[Supplied data — start]

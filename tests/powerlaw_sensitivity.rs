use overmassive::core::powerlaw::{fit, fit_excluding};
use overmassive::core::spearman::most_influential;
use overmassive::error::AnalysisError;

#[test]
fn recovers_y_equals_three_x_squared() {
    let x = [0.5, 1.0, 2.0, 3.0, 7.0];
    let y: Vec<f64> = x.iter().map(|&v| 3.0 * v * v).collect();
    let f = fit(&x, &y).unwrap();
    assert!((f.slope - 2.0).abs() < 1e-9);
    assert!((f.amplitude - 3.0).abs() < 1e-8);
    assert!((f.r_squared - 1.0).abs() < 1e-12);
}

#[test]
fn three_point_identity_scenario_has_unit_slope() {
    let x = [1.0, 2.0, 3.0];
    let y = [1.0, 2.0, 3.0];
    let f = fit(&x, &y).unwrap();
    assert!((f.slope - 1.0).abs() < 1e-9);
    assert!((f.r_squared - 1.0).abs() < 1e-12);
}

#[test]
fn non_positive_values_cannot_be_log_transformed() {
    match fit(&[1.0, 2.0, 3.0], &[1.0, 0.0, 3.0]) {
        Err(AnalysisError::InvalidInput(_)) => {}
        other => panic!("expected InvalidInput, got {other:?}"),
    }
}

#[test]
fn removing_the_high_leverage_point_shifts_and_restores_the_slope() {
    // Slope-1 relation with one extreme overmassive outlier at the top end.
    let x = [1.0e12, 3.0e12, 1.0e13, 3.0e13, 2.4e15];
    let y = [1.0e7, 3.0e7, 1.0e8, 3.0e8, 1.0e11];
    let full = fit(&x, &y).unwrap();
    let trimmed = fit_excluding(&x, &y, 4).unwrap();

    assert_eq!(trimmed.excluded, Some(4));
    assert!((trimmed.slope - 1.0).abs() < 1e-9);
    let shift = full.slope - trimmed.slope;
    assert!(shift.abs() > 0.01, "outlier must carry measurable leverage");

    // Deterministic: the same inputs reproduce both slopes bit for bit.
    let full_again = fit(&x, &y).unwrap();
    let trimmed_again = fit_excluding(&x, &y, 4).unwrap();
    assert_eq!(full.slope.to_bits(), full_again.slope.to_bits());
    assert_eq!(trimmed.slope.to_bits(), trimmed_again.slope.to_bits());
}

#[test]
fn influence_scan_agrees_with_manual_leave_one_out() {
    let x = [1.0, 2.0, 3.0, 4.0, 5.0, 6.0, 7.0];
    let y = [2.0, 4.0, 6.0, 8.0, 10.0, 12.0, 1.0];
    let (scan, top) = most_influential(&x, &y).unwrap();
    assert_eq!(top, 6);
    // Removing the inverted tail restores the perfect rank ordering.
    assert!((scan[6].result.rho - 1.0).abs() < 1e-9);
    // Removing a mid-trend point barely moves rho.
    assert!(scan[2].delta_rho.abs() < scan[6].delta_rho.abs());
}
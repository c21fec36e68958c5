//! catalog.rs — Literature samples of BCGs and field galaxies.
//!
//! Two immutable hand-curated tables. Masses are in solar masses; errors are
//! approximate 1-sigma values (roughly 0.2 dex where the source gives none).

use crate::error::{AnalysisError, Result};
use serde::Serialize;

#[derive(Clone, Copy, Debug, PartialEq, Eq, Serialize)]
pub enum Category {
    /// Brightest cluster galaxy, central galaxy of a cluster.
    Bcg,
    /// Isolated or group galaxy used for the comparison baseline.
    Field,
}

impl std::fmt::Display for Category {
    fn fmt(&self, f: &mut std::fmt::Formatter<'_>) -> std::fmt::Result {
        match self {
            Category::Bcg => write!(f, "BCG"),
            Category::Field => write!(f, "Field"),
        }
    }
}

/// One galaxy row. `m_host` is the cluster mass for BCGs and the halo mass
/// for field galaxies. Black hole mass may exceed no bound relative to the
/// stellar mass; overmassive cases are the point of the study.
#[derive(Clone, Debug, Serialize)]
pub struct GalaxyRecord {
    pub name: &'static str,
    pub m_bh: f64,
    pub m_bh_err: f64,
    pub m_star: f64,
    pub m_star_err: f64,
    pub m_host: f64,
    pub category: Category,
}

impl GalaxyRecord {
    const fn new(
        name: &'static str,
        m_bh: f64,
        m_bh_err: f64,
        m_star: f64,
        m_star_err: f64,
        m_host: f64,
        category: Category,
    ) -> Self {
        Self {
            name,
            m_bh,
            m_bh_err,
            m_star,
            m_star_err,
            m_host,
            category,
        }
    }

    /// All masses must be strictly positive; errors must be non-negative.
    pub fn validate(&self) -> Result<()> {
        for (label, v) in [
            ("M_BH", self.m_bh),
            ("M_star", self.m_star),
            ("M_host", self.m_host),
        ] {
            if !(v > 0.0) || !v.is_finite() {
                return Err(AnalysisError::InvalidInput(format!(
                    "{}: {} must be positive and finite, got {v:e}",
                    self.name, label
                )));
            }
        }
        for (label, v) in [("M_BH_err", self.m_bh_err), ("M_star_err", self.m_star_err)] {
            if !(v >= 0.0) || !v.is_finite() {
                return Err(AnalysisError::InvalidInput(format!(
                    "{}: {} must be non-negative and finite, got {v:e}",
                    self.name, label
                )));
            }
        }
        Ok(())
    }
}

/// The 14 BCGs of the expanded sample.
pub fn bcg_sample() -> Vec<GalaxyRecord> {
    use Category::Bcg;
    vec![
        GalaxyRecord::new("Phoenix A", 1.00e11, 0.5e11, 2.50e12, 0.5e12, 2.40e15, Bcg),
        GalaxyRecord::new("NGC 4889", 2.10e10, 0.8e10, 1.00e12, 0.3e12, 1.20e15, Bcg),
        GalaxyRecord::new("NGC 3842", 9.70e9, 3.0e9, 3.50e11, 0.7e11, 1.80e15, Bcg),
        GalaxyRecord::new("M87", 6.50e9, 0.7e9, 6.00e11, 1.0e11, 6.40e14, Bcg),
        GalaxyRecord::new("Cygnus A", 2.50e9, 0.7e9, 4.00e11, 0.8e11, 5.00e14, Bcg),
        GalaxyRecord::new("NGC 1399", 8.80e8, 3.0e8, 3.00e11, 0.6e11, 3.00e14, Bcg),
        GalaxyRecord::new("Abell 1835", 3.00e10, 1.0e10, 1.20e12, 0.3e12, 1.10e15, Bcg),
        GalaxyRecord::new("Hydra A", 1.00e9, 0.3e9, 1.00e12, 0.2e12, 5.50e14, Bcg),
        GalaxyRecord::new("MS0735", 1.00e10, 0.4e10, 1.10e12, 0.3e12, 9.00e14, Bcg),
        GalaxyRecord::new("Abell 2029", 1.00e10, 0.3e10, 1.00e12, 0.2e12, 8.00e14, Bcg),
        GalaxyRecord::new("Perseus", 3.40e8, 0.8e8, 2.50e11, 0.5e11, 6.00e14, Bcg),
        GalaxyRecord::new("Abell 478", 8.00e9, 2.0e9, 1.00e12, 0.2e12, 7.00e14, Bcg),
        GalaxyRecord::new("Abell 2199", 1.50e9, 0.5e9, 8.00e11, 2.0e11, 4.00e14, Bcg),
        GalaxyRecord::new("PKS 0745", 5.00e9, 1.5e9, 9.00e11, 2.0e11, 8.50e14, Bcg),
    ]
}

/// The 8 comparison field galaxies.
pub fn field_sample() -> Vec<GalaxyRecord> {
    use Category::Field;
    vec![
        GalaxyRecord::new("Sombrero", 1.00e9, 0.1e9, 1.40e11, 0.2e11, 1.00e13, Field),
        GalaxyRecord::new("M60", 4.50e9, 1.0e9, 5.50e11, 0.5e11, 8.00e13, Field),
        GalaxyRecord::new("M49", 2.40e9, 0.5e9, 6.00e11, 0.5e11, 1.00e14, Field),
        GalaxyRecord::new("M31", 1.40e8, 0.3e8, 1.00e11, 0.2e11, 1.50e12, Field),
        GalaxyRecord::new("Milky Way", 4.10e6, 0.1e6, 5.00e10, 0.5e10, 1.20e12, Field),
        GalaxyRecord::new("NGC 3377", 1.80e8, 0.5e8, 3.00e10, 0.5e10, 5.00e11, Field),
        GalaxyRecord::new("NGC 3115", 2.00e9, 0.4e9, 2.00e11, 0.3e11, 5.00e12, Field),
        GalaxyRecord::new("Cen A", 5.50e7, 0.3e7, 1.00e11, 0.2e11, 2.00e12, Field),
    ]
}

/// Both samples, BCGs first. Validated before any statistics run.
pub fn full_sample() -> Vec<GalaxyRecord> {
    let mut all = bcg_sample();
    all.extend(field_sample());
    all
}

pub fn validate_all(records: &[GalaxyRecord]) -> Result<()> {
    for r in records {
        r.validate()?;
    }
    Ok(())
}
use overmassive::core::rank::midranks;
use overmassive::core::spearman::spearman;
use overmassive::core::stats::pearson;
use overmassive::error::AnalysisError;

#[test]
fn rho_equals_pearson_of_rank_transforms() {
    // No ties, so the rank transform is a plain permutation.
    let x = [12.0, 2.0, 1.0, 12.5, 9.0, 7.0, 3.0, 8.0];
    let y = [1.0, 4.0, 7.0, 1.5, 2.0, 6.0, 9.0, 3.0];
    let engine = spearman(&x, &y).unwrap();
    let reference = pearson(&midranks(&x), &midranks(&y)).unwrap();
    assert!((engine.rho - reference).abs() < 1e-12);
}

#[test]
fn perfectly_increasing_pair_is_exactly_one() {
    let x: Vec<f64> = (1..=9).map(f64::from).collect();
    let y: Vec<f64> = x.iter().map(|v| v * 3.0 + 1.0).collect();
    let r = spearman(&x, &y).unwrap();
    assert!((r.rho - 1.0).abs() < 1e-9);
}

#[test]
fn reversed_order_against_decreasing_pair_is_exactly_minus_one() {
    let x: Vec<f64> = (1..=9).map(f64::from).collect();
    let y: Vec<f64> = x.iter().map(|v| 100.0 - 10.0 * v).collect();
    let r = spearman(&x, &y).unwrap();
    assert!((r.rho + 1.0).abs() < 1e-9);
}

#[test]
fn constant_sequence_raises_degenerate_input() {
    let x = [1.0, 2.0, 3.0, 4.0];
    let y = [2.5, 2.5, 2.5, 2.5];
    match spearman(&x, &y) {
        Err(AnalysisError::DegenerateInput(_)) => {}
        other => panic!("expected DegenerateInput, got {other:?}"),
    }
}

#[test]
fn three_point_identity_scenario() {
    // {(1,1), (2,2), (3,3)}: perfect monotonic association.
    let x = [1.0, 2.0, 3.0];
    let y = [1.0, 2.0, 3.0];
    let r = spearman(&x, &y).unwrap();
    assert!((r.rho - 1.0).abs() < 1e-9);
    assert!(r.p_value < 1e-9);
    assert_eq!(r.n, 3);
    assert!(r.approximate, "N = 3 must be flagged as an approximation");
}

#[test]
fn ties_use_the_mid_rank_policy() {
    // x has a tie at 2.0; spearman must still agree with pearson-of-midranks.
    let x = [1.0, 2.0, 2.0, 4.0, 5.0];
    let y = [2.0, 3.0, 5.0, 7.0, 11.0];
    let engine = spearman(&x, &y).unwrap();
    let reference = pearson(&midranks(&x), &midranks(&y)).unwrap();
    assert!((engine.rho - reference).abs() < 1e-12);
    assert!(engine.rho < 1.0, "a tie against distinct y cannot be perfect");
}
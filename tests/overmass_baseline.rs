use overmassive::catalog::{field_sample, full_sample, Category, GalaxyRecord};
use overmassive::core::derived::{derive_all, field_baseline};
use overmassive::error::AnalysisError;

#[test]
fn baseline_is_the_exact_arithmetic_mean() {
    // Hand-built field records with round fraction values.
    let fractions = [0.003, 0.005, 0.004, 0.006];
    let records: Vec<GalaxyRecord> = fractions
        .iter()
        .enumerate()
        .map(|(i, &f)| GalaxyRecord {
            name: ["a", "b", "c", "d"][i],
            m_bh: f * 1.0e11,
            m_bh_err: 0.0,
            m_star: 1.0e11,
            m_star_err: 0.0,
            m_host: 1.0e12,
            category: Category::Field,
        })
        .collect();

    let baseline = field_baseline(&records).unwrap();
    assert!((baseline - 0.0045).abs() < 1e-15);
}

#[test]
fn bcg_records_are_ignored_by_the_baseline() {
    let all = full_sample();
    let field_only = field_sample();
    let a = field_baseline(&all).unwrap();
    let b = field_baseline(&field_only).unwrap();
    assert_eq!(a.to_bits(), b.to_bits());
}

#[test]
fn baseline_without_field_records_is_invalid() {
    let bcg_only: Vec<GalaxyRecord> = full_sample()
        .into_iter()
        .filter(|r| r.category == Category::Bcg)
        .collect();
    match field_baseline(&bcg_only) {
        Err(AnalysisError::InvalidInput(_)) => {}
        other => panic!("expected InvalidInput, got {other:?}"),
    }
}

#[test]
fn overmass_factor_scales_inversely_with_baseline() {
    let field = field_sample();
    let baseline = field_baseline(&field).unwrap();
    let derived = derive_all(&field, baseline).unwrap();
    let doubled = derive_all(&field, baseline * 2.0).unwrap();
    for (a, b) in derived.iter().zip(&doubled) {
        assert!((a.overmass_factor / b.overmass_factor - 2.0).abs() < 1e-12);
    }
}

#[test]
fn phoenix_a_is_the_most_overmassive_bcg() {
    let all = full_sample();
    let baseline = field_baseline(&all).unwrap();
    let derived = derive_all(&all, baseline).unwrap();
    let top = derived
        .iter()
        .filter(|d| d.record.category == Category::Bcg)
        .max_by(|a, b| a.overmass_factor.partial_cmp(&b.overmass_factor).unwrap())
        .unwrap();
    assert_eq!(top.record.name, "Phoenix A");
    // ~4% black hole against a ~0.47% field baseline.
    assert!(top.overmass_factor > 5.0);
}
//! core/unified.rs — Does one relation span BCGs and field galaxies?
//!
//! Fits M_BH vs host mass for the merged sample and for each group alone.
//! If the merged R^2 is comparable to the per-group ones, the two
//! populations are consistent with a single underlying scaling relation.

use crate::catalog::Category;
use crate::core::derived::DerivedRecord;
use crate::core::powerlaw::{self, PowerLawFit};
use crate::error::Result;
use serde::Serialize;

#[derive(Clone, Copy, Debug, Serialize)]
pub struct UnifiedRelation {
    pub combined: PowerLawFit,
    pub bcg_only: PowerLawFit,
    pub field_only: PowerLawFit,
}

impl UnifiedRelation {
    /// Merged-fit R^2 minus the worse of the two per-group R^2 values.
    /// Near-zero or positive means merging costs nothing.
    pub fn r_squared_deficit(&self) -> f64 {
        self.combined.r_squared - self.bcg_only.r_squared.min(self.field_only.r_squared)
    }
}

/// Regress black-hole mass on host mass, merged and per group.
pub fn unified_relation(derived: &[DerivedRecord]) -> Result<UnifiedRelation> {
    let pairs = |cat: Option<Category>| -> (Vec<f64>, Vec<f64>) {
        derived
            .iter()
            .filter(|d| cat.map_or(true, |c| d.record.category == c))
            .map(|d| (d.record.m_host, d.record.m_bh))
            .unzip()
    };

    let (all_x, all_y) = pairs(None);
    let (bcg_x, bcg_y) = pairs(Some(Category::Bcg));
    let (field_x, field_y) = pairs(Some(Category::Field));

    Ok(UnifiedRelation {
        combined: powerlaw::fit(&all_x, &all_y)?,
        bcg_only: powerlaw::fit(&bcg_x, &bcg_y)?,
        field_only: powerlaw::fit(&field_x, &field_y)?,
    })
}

[Supplied data — finish]

What needs to be done: Reproduce exactly the lines from the beginning of the entries above up to and including the line that contains "match fit(&[1.0, 2.0, 3.0], &[1.0, 0.0, 3.0])".

Response to this task:
filename tests/powerlaw_sensitivity.rs
use overmassive::core::powerlaw::{fit, fit_excluding};
use overmassive::core::spearman::most_influential;
use overmassive::error::AnalysisError;

#[test]
fn recovers_y_equals_three_x_squared() {
    let x = [0.5, 1.0, 2.0, 3.0, 7.0];
    let y: Vec<f64> = x.iter().map(|&v| 3.0 * v * v).collect();
    let f = fit(&x, &y).unwrap();
    assert!((f.slope - 2.0).abs() < 1e-9);
    assert!((f.amplitude - 3.0).abs() < 1e-8);
    assert!((f.r_squared - 1.0).abs() < 1e-12);
}

#[test]
fn three_point_identity_scenario_has_unit_slope() {
    let x = [1.0, 2.0, 3.0];
    let y = [1.0, 2.0, 3.0];
    let f = fit(&x, &y).unwrap();
    assert!((f.slope - 1.0).abs() < 1e-9);
    assert!((f.r_squared - 1.0).abs() < 1e-12);
}

#[test]
fn non_positive_values_cannot_be_log_transformed() {
    match fit(&[1.0, 2.0, 3.0], &[1.0, 0.0, 3.0]) {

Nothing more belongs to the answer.